19.Counterparts — This Agreement may be executed in any number of counterparts, each of which when so executed and delivered will be deemed an original, and all of which together shall constitute one and the same agreement.


20.Entire Agreement — This Agreement and the documents referred to herein constitute the entire agreement and understanding of the parties with respect to the subject matter of this Agreement, and supersede all prior understandings and agreements, whether oral or written, between or among the parties hereto with respect to the specific subject matter hereof.


21.Amendment and Waivers — This Agreement may be amended only by a written agreement executed by each of the parties hereto. No amendment of or waiver of, or modification of any obligation under this Agreement will be enforceable unless set forth in a writing signed by the party against which enforcement is sought. Any amendment effected in accordance with this section will be binding upon all parties hereto and each of their respective successors and assigns. No delay or failure to require performance of any provision of this Agreement shall constitute a waiver of that provision as to that or any other instance. No waiver granted under this Agreement as to any one provision herein shall constitute a subsequent waiver of such provision or of any other provision herein, nor shall it constitute the waiver of any performance other than the actual performance specifically waived.


22.Successors and Assigns; Assignment — Except as otherwise provided in this Agreement, this Agreement, and the rights and obligations of the parties hereunder, will be binding upon and inure to the benefit of their respective successors, assigns, heirs, executors, administrators and legal representatives. The Company may assign any of its rights and obligations under this Agreement. No other party to this Agreement may assign, whether voluntarily or by operation of law, any of its rights and obligations under this Agreement, except with the prior written consent of the Company.


23.Further Assurances — The parties agree to execute such further documents and instruments and to take such further actions as may be reasonably necessary to carry out the purposes and intent of this Agreement.

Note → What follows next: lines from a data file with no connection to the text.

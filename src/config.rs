// SPDX-License-Identifier: GPL-3.0-only

use crate::constants::{self, overlay as overlay_consts};
use crate::errors::{AppError, AppResult};
use crate::gpu::{GpuBackendKind, Viewport};
use crate::render::{OverlayLayout, ScaleMode};
use serde::{Deserialize, Serialize};
use std::path::{Path, PathBuf};
use tracing::{debug, warn};

/// Directory name under the user's config and pictures directories
pub const APP_DIR: &str = "camera-compositor";

/// Still image output format
#[derive(Clone, Copy, Debug, Default, Deserialize, Eq, PartialEq, Serialize)]
pub enum PhotoOutputFormat {
    /// Lossless, keeps alpha
    #[default]
    Png,
    /// Lossy, alpha dropped
    Jpeg,
}

impl PhotoOutputFormat {
    pub fn extension(&self) -> &'static str {
        match self {
            PhotoOutputFormat::Png => "png",
            PhotoOutputFormat::Jpeg => "jpg",
        }
    }
}

/// Requested preview size
#[derive(Clone, Copy, Debug, Deserialize, Eq, PartialEq, Serialize)]
pub struct PreviewSize {
    pub width: u32,
    pub height: u32,
}

impl Default for PreviewSize {
    fn default() -> Self {
        Self {
            width: constants::DEFAULT_PREVIEW_WIDTH,
            height: constants::DEFAULT_PREVIEW_HEIGHT,
        }
    }
}

/// Timestamp and watermark settings
#[derive(Clone, Debug, Deserialize, PartialEq, Serialize)]
#[serde(default)]
pub struct OverlaySettings {
    pub enabled: bool,
    /// Bottom-left framebuffer coordinates of the first timestamp glyph
    pub timestamp_origin: (i32, i32),
    pub glyph_stride: i32,
    pub glyph_viewport: (u32, u32),
    /// x, y, width, height
    pub watermark_rect: (i32, i32, u32, u32),
    /// Image drawn at the watermark rect; a text badge is drawn without one
    pub watermark_path: Option<PathBuf>,
    /// TTF font for the glyphs; the built-in bitmap font is used without one
    pub font_path: Option<PathBuf>,
    pub font_size: f32,
}

impl Default for OverlaySettings {
    fn default() -> Self {
        Self {
            enabled: true,
            timestamp_origin: overlay_consts::TIMESTAMP_ORIGIN,
            glyph_stride: overlay_consts::GLYPH_STRIDE,
            glyph_viewport: (
                overlay_consts::GLYPH_VIEWPORT_WIDTH,
                overlay_consts::GLYPH_VIEWPORT_HEIGHT,
            ),
            watermark_rect: overlay_consts::WATERMARK_RECT,
            watermark_path: None,
            font_path: None,
            font_size: overlay_consts::GLYPH_TEXT_SIZE,
        }
    }
}

impl OverlaySettings {
    pub fn layout(&self) -> OverlayLayout {
        let (x, y, w, h) = self.watermark_rect;
        OverlayLayout {
            timestamp_origin: self.timestamp_origin,
            glyph_stride: self.glyph_stride,
            glyph_viewport: self.glyph_viewport,
            watermark_rect: Viewport::new(x, y, w, h),
        }
    }
}

#[derive(Clone, Debug, Deserialize, PartialEq, Serialize)]
#[serde(default)]
pub struct Config {
    /// Camera opened by the preview
    pub camera_id: u32,
    /// Size requested from the camera; the closest supported size is used
    pub preview_size: PreviewSize,
    pub scale_mode: ScaleMode,
    pub gpu_backend: GpuBackendKind,
    pub photo_format: PhotoOutputFormat,
    /// JPEG quality, 0-100
    pub jpeg_quality: u8,
    /// Snapshot and recording directory; the pictures directory when unset
    pub output_dir: Option<PathBuf>,
    /// Forward every Nth preview frame to the encoder
    pub encoder_duty_cycle: u32,
    pub overlay: OverlaySettings,
}

impl Default for Config {
    fn default() -> Self {
        Self {
            camera_id: constants::DEFAULT_CAMERA_ID,
            preview_size: PreviewSize::default(),
            scale_mode: ScaleMode::default(),
            gpu_backend: GpuBackendKind::default(),
            photo_format: PhotoOutputFormat::default(),
            jpeg_quality: 92,
            output_dir: None,
            encoder_duty_cycle: constants::DEFAULT_ENCODER_DUTY_CYCLE,
            overlay: OverlaySettings::default(),
        }
    }
}

impl Config {
    /// Default location of the config file
    pub fn default_path() -> Option<PathBuf> {
        dirs::config_dir().map(|dir| dir.join(APP_DIR).join("config.json"))
    }

    /// Load from the default location, falling back to defaults
    pub fn load() -> Self {
        match Self::default_path() {
            Some(path) => Self::load_from(&path),
            None => {
                warn!("No config directory available, using defaults");
                Self::default()
            }
        }
    }

    /// Load from `path`. A missing or malformed file yields the defaults.
    pub fn load_from(path: &Path) -> Self {
        let text = match std::fs::read_to_string(path) {
            Ok(text) => text,
            Err(e) if e.kind() == std::io::ErrorKind::NotFound => {
                debug!(path = %path.display(), "No config file, using defaults");
                return Self::default();
            }
            Err(e) => {
                warn!(path = %path.display(), error = %e, "Failed to read config, using defaults");
                return Self::default();
            }
        };
        match serde_json::from_str(&text) {
            Ok(config) => config,
            Err(e) => {
                warn!(path = %path.display(), error = %e, "Malformed config, using defaults");
                Self::default()
            }
        }
    }

    /// Write as pretty JSON, creating the directory
    pub fn save_to(&self, path: &Path) -> AppResult<()> {
        if let Some(parent) = path.parent() {
            std::fs::create_dir_all(parent)?;
        }
        let text = serde_json::to_string_pretty(self)
            .map_err(|e| AppError::Config(format!("serialize failed: {}", e)))?;
        std::fs::write(path, text)?;
        Ok(())
    }

    /// Effective output directory
    pub fn output_dir(&self) -> PathBuf {
        self.output_dir
            .clone()
            .unwrap_or_else(crate::storage::default_output_dir)
    }
}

24.“At-Will” Employment — I understand that this Agreement does not constitute a contract of employment or obligate the Company to employ me for any stated period of time. I understand that I am an “at-will” employee of the Company and that my employment can be terminated at any time, with or without notice and with or without cause, for any reason or for no reason, by either the Company or myself. I acknowledge that any statements or representations to the contrary are ineffective, unless put into a writing signed by the Company. I further acknowledge that my participation in any equity or benefit program is not to be construed as any assurance of continuing employment for any particular period of time. This Agreement shall be effective as of the first day of my employment by the Company.

















Exhibit A 



List of Excluded Inventions (if any):








Exhibit B




18 U.S. Code Section 1833 provides as follows:


Immunity From Liability For Confidential Disclosure Of A Trade Secret To The Government Or In A Court Filing. An individual shall not be held criminally or civilly liable under any Federal or State trade secret law for the disclosure of a trade secret that (A) is made, (i) in confidence to a Federal, State, or local government official, either directly or indirectly, or to an attorney; and (ii) solely for the purpose of reporting or investigating a suspected violation of law; or (B) is made in a complaint or other document filed in a lawsuit or other proceeding, if such filing is made under seal.


Use of Trade Secret Information in Anti-Retaliation Lawsuit. An individual who files a lawsuit for retaliation by an employer for reporting a suspected violation of law may disclose the trade secret to the attorney of the individual and use the trade secret information in the court proceeding, if the individual (A) files any document containing the trade secret under seal; and (B) does not disclose the trade secret, except pursuant to court order.